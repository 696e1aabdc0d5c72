//! Multi game-sync decision trees
//!
//! A tree starts at `AkDecisionTree` with a base `pNodes` list holding one
//! `Node`, then per game sync level:
//!
//! - `pNodes` + `Node` xN (`key` + `audioNodeId`) at the last level
//! - `pNodes` + `Node` xN (`key` + nested `pNodes`) at upper levels
//!
//! The `key` is the game sync value (0 = any), the argument list gives each
//! level's type and group.

use serde::Serialize;

use super::kind::NodeKind;
use crate::error::{Error, Result};
use crate::output::{GameSync, GameSyncParams, GameSyncType};
use crate::tree::NodeRef;

/// One leaf of a decision tree: a value per level plus the target object.
#[derive(Debug, Clone, PartialEq, Eq, Serialize)]
pub struct DecisionPath {
    pub gamesyncs: Vec<GameSync>,
    pub target: u32,
}

/// Flattened decision tree.
#[derive(Debug, Clone, Default, PartialEq, Eq, Serialize)]
pub struct DecisionTree {
    /// (type, group) per level.
    pub args: Vec<(GameSyncType, u32)>,
    /// Leaves in depth-first order.
    pub paths: Vec<DecisionPath>,
}

impl DecisionTree {
    /// Flatten the tree under `ntree`; `node` is the owner holding the arguments.
    ///
    /// # Errors
    /// Fails if the declared depth doesn't match the argument count, or if a
    /// level is missing its key, target or children.
    pub fn build(kind: NodeKind, sid: u32, node: NodeRef<'_>, ntree: NodeRef<'_>) -> Result<Self> {
        let fail = |msg: &str| Error::structural(kind, sid, msg);

        let depth = node
            .find_name("uTreeDepth")
            .and_then(NodeRef::value_i64)
            .ok_or_else(|| fail("missing tree depth"))?;
        let nargs = node.finds_name("AkGameSync");
        if usize::try_from(depth).ok() != Some(nargs.len()) {
            return Err(fail("tree depth and args don't match"));
        }

        let mut args = Vec::with_capacity(nargs.len());
        for narg in nargs {
            // states are implicit in older versions
            let gtype = match narg.find_name("eGroupType").and_then(NodeRef::value_i64) {
                Some(raw) => GameSyncType::from_raw(raw)
                    .ok_or_else(|| fail(&format!("unknown game sync type {raw}")))?,
                None => GameSyncType::State,
            };
            let group = narg
                .find_name("ulGroup")
                .and_then(NodeRef::value_u32)
                .ok_or_else(|| fail("missing game sync group"))?;
            args.push((gtype, group));
        }

        let mut tree = DecisionTree {
            args,
            paths: Vec::new(),
        };

        let nbase = ntree
            .child("pNodes")
            .and_then(|n| n.child("Node"))
            .ok_or_else(|| fail("missing tree root"))?;
        if let Some(nchildren) = nbase.child("pNodes") {
            let mut path = Vec::with_capacity(tree.args.len());
            tree.walk(kind, sid, nchildren, &mut path)?;
        }
        Ok(tree)
    }

    fn walk(
        &mut self,
        kind: NodeKind,
        sid: u32,
        nlist: NodeRef<'_>,
        path: &mut Vec<GameSync>,
    ) -> Result<()> {
        let level = path.len();
        let Some(&(gtype, group)) = self.args.get(level) else {
            return Err(Error::structural(kind, sid, "tree deeper than args"));
        };
        let last = level + 1 == self.args.len();

        for nnode in nlist.children() {
            let key = nnode
                .child("key")
                .and_then(NodeRef::value_u32)
                .ok_or_else(|| Error::structural(kind, sid, "missing tree key"))?;
            path.push(GameSync::new(gtype, group, key));

            if last {
                let target = nnode
                    .child("audioNodeId")
                    .and_then(NodeRef::value_u32)
                    .ok_or_else(|| Error::structural(kind, sid, "missing tree target"))?;
                self.paths.push(DecisionPath {
                    gamesyncs: path.clone(),
                    target,
                });
            } else {
                let nchildren = nnode
                    .child("pNodes")
                    .ok_or_else(|| Error::structural(kind, sid, "missing tree children"))?;
                self.walk(kind, sid, nchildren, path)?;
            }

            path.pop();
        }
        Ok(())
    }

    /// Number of game sync levels.
    pub fn depth(&self) -> usize {
        self.args.len()
    }

    /// First path (in build order) whose every value matches `params` exactly.
    ///
    /// Groups without an assigned value never match. The engine's "best match"
    /// mode (key 0 acting as a fallback) isn't emulated.
    pub fn resolve(&self, params: &GameSyncParams) -> Option<&DecisionPath> {
        self.paths.iter().find(|path| {
            path.gamesyncs
                .iter()
                .all(|gs| params.value(gs.gtype, gs.group) == Some(gs.value))
        })
    }
}

#[cfg(test)]
mod tests {
    use super::*;
    use crate::tree::{NodeTree, RawNode};
    use pretty_assertions::assert_eq;

    fn gs_arg(gtype: Option<i64>, group: u32) -> RawNode {
        let mut arg = RawNode::object("AkGameSync");
        if let Some(gtype) = gtype {
            arg = arg.with_child(RawNode::field("eGroupType", "u8", gtype));
        }
        arg.with_child(RawNode::tid("ulGroup", group))
    }

    fn leaf(key: u32, target: u32) -> RawNode {
        RawNode::object("Node")
            .with_child(RawNode::field("key", "u32", key))
            .with_child(RawNode::tid("audioNodeId", target))
    }

    fn branch(key: u32, children: Vec<RawNode>) -> RawNode {
        RawNode::object("Node")
            .with_child(RawNode::field("key", "u32", key))
            .with_child(RawNode::object("pNodes").with_children(children))
    }

    fn dialogue(depth: i64, args: Vec<RawNode>, levels: Vec<RawNode>) -> RawNode {
        RawNode::object("CAkDialogueEvent")
            .with_child(RawNode::sid(1))
            .with_child(RawNode::field("uTreeDepth", "u32", depth))
            .with_child(RawNode::object("Arguments").with_children(args))
            .with_child(
                RawNode::object("AkDecisionTree").with_child(
                    RawNode::object("pNodes")
                        .with_child(branch(0, levels)),
                ),
            )
    }

    fn build(raw: RawNode) -> Result<DecisionTree> {
        let mut tree = NodeTree::new();
        let root = tree.add_bank("test.bnk", raw);
        let node = tree.node(root).unwrap();
        let ntree = node.child("AkDecisionTree").unwrap();
        DecisionTree::build(NodeKind::DialogueEvent, 1, node, ntree)
    }

    fn two_level_tree() -> DecisionTree {
        build(dialogue(
            2,
            vec![gs_arg(Some(0), 100), gs_arg(None, 200)],
            vec![
                branch(1, vec![leaf(10, 501), leaf(20, 502)]),
                branch(2, vec![leaf(10, 503)]),
            ],
        ))
        .unwrap()
    }

    #[test]
    fn test_paths_in_depth_first_order() {
        let tree = two_level_tree();
        assert_eq!(
            tree.args,
            vec![(GameSyncType::Switch, 100), (GameSyncType::State, 200)]
        );
        let targets: Vec<u32> = tree.paths.iter().map(|p| p.target).collect();
        assert_eq!(targets, vec![501, 502, 503]);
        assert!(tree.paths.iter().all(|p| p.gamesyncs.len() == tree.depth()));
        assert_eq!(
            tree.paths[1].gamesyncs,
            vec![
                GameSync::new(GameSyncType::Switch, 100, 1),
                GameSync::new(GameSyncType::State, 200, 20),
            ]
        );
    }

    #[test]
    fn test_depth_mismatch_fails_before_paths() {
        let err = build(dialogue(
            3,
            vec![gs_arg(Some(0), 100), gs_arg(Some(1), 200)],
            vec![branch(1, vec![leaf(10, 501)])],
        ))
        .unwrap_err();
        assert!(matches!(err, Error::StructuralMismatch { sid: 1, .. }));
        assert!(err.to_string().contains("tree depth"));
    }

    #[test]
    fn test_resolve_exact_match() {
        let tree = two_level_tree();
        let params = GameSyncParams::from_combo(&[
            GameSync::new(GameSyncType::Switch, 100, 1),
            GameSync::new(GameSyncType::State, 200, 20),
        ]);
        assert_eq!(tree.resolve(&params).map(|p| p.target), Some(502));
    }

    #[test]
    fn test_resolve_missing_assignment_never_matches() {
        let tree = two_level_tree();
        let params =
            GameSyncParams::from_combo(&[GameSync::new(GameSyncType::Switch, 100, 1)]);
        assert!(tree.resolve(&params).is_none());

        // same group, wrong type
        let params = GameSyncParams::from_combo(&[
            GameSync::new(GameSyncType::Switch, 100, 2),
            GameSync::new(GameSyncType::Switch, 200, 10),
        ]);
        assert!(tree.resolve(&params).is_none());
    }

    #[test]
    fn test_key_zero_is_not_a_wildcard() {
        let tree = build(dialogue(
            1,
            vec![gs_arg(Some(0), 100)],
            vec![leaf(0, 600), leaf(5, 601)],
        ))
        .unwrap();
        let params = GameSyncParams::from_combo(&[GameSync::new(GameSyncType::Switch, 100, 7)]);
        assert!(tree.resolve(&params).is_none());
        let params = GameSyncParams::from_combo(&[GameSync::new(GameSyncType::Switch, 100, 0)]);
        assert_eq!(tree.resolve(&params).map(|p| p.target), Some(600));
    }

    #[test]
    fn test_missing_target_is_structural() {
        let bad_leaf = RawNode::object("Node").with_child(RawNode::field("key", "u32", 1));
        let err = build(dialogue(1, vec![gs_arg(Some(0), 100)], vec![bad_leaf])).unwrap_err();
        assert!(err.to_string().contains("missing tree target"));
    }
}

────

• Aim of the task
Show a copy of each line from the records above in which the string "nnode" occurs.

• Result of the exercise
        for nnode in nlist.children() {
            let key = nnode
                let target = nnode
                let nchildren = nnode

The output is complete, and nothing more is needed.